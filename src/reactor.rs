//! The connection list and dispatcher shared by every observable.
//!
//! A [`Reactor`] keeps its connections sorted by descending priority, with
//! ties kept in registration order. While a dispatch walks the list, the list
//! itself is frozen: connections added or removed from inside a slot are
//! queued and applied once the outermost dispatch of that reactor finishes.

use std::cell::{Cell, RefCell};
use std::fmt::Debug;
use std::rc::{Rc, Weak};

use fxhash::FxHashSet;
use smallvec::SmallVec;

use crate::addr::RcAddr;
use crate::connection::{Connection, Link};

/// Ordering key for slots. Higher priorities fire first.
pub type Priority = i32;

pub const DEFAULT_PRIORITY: Priority = 0;

/// Everything a connection can invoke.
pub(crate) enum Slot<T> {
	/// Receives the emitted value or the new value of a value.
	Emit(Box<dyn Fn(&T)>),
	/// Receives the new value and, when there is one, the old value.
	Change(Box<dyn Fn(&T, Option<&T>)>),
	Unit(Box<dyn Fn()>),
}

impl<T> Slot<T> {
	fn invoke(&self, value: &T, old: Option<&T>) {
		match self {
			Slot::Emit(func) => func(value),
			Slot::Change(func) => func(value, old),
			Slot::Unit(func) => func(),
		}
	}
}

#[derive(PartialEq, Eq, Clone, Copy, Debug)]
enum ConsState {
	Connected,
	OneShot,
	Disconnected,
}

pub(crate) struct Cons<T> {
	slot: Slot<T>,
	priority: Priority,
	state: Cell<ConsState>,
	owner: Weak<Reactor<T>>,
	this: Weak<Cons<T>>,
}

impl<T: 'static> Cons<T> {
	fn fire(&self, value: &T, old: Option<&T>) {
		match self.state.get() {
			ConsState::Disconnected => return,
			ConsState::OneShot => self.disconnect(),
			ConsState::Connected => {}
		}

		self.slot.invoke(value, old);
	}
}

impl<T: 'static> Link for Cons<T> {
	fn disconnect(&self) {
		if self.state.replace(ConsState::Disconnected) == ConsState::Disconnected {
			return;
		}

		if let (Some(owner), Some(this)) = (self.owner.upgrade(), self.this.upgrade()) {
			owner.remove(this);
		}
	}

	fn once(&self) {
		if self.state.get() == ConsState::Connected {
			self.state.set(ConsState::OneShot);
		}
	}

	fn is_connected(&self) -> bool {
		self.state.get() != ConsState::Disconnected
	}
}

#[derive(PartialEq, Eq, Clone, Copy, Debug)]
pub(crate) enum Phase {
	Idle,
	/// Nested dispatches of the same reactor bump the depth.
	Dispatching { depth: usize },
}

impl Phase {
	pub fn is_dispatching(self) -> bool {
		matches!(self, Phase::Dispatching { .. })
	}
}

pub(crate) struct Reactor<T> {
	name: &'static str,
	inner: RefCell<ReactorInner<T>>,
	this: Weak<Reactor<T>>,
}

struct ReactorInner<T> {
	listeners: Rc<Vec<Rc<Cons<T>>>>,
	phase: Phase,
	to_add: SmallVec<[Rc<Cons<T>>; 4]>,
	to_remove: FxHashSet<RcAddr<Cons<T>>>,
}

impl<T> Reactor<T> {
	pub fn name(&self) -> &'static str {
		self.name
	}
}

impl<T: 'static> Reactor<T> {
	pub fn new(name: &'static str) -> Rc<Self> {
		Rc::new_cyclic(|this| Reactor {
			name,
			inner: RefCell::new(ReactorInner {
				listeners: Rc::new(Vec::new()),
				phase: Phase::Idle,
				to_add: SmallVec::new(),
				to_remove: FxHashSet::default(),
			}),
			this: this.clone(),
		})
	}

	pub fn connect(&self, slot: Slot<T>, priority: Priority) -> Connection {
		let cons = Rc::new_cyclic(|this| Cons {
			slot,
			priority,
			state: Cell::new(ConsState::Connected),
			owner: self.this.clone(),
			this: this.clone(),
		});
		self.insert(cons.clone());
		Connection::new(cons)
	}

	pub fn phase(&self) -> Phase {
		self.inner.borrow().phase
	}

	pub fn is_dispatching(&self) -> bool {
		self.phase().is_dispatching()
	}

	/// Live connections, counting those queued by an in-progress dispatch.
	pub fn len(&self) -> usize {
		let inner = self.inner.borrow();
		inner
			.listeners
			.iter()
			.chain(inner.to_add.iter())
			.filter(|cons| cons.is_connected())
			.count()
	}

	fn insert(&self, cons: Rc<Cons<T>>) {
		let mut inner = self.inner.borrow_mut();
		let deferred = inner.phase.is_dispatching();

		tracing::trace!(
			reactor = self.name,
			priority = cons.priority,
			deferred,
			"connect"
		);

		if deferred {
			inner.to_add.push(cons);
		} else {
			splice(Rc::make_mut(&mut inner.listeners), cons);
		}
	}

	fn remove(&self, cons: Rc<Cons<T>>) {
		let removed = {
			let mut inner = self.inner.borrow_mut();
			let deferred = inner.phase.is_dispatching();

			tracing::trace!(
				reactor = self.name,
				priority = cons.priority,
				deferred,
				"disconnect"
			);

			if deferred {
				inner.to_remove.insert(RcAddr::new(cons));
				None
			} else {
				let index = inner
					.listeners
					.iter()
					.position(|other| Rc::ptr_eq(other, &cons));
				index.map(|index| Rc::make_mut(&mut inner.listeners).remove(index))
			}
		};

		// Slots may own handles whose drop reenters this reactor.
		std::mem::drop(removed);
	}

	/// Invokes every connected slot in order, synchronously.
	///
	/// A slot that panics unwinds out of here and the remaining slots are
	/// skipped. The list is reconciled on the way out either way.
	pub fn dispatch(&self, value: &T, old: Option<&T>) {
		let guard = DispatchGuard::enter(self);

		tracing::trace!(
			reactor = self.name,
			listeners = guard.snapshot.len(),
			depth = guard.depth,
			"dispatch"
		);

		for cons in guard.snapshot.iter() {
			cons.fire(value, old);
		}
	}

	fn leave(&self) {
		let (to_remove, dropped) = {
			let mut inner = self.inner.borrow_mut();
			match inner.phase {
				Phase::Dispatching { depth } if depth > 1 => {
					inner.phase = Phase::Dispatching { depth: depth - 1 };
					return;
				}
				_ => inner.phase = Phase::Idle,
			}

			let to_remove = std::mem::take(&mut inner.to_remove);
			let to_add = std::mem::take(&mut inner.to_add);
			if to_remove.is_empty() && to_add.is_empty() {
				return;
			}

			tracing::trace!(
				reactor = self.name,
				removed = to_remove.len(),
				added = to_add.len(),
				"reconcile"
			);

			let listeners = Rc::make_mut(&mut inner.listeners);
			if !to_remove.is_empty() {
				listeners.retain(|cons| !to_remove.contains(&RcAddr::of(cons)));
			}

			let mut dropped = SmallVec::<[Rc<Cons<T>>; 4]>::new();
			for cons in to_add {
				if cons.is_connected() {
					splice(listeners, cons);
				} else {
					dropped.push(cons);
				}
			}

			(to_remove, dropped)
		};

		std::mem::drop(to_remove);
		std::mem::drop(dropped);
	}
}

/// Inserts after every connection of equal or higher priority.
fn splice<T>(listeners: &mut Vec<Rc<Cons<T>>>, cons: Rc<Cons<T>>) {
	let index = listeners.partition_point(|other| other.priority >= cons.priority);
	listeners.insert(index, cons);
}

struct DispatchGuard<'a, T: 'static> {
	reactor: &'a Reactor<T>,
	snapshot: Rc<Vec<Rc<Cons<T>>>>,
	depth: usize,
}

impl<'a, T: 'static> DispatchGuard<'a, T> {
	fn enter(reactor: &'a Reactor<T>) -> Self {
		let mut inner = reactor.inner.borrow_mut();
		let depth = match inner.phase {
			Phase::Idle => 1,
			Phase::Dispatching { depth } => depth + 1,
		};
		inner.phase = Phase::Dispatching { depth };

		DispatchGuard {
			reactor,
			snapshot: inner.listeners.clone(),
			depth,
		}
	}
}

impl<'a, T: 'static> Drop for DispatchGuard<'a, T> {
	fn drop(&mut self) {
		std::mem::drop(std::mem::take(&mut self.snapshot));
		self.reactor.leave();
	}
}

impl<T> Debug for Reactor<T> {
	fn fmt(&self, f: &mut std::fmt::Formatter<'_>) -> std::fmt::Result {
		let inner = self.inner.borrow();
		f.debug_struct("Reactor")
			.field("name", &self.name)
			.field("listeners", &inner.listeners.len())
			.field("phase", &inner.phase)
			.finish()
	}
}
◇ ◇ ◇
**Activity:** Which of the lines above hold the word "ReactorInner"? Copy each one.

**Exercise response:**
	inner: RefCell<ReactorInner<T>>,
struct ReactorInner<T> {
			inner: RefCell::new(ReactorInner {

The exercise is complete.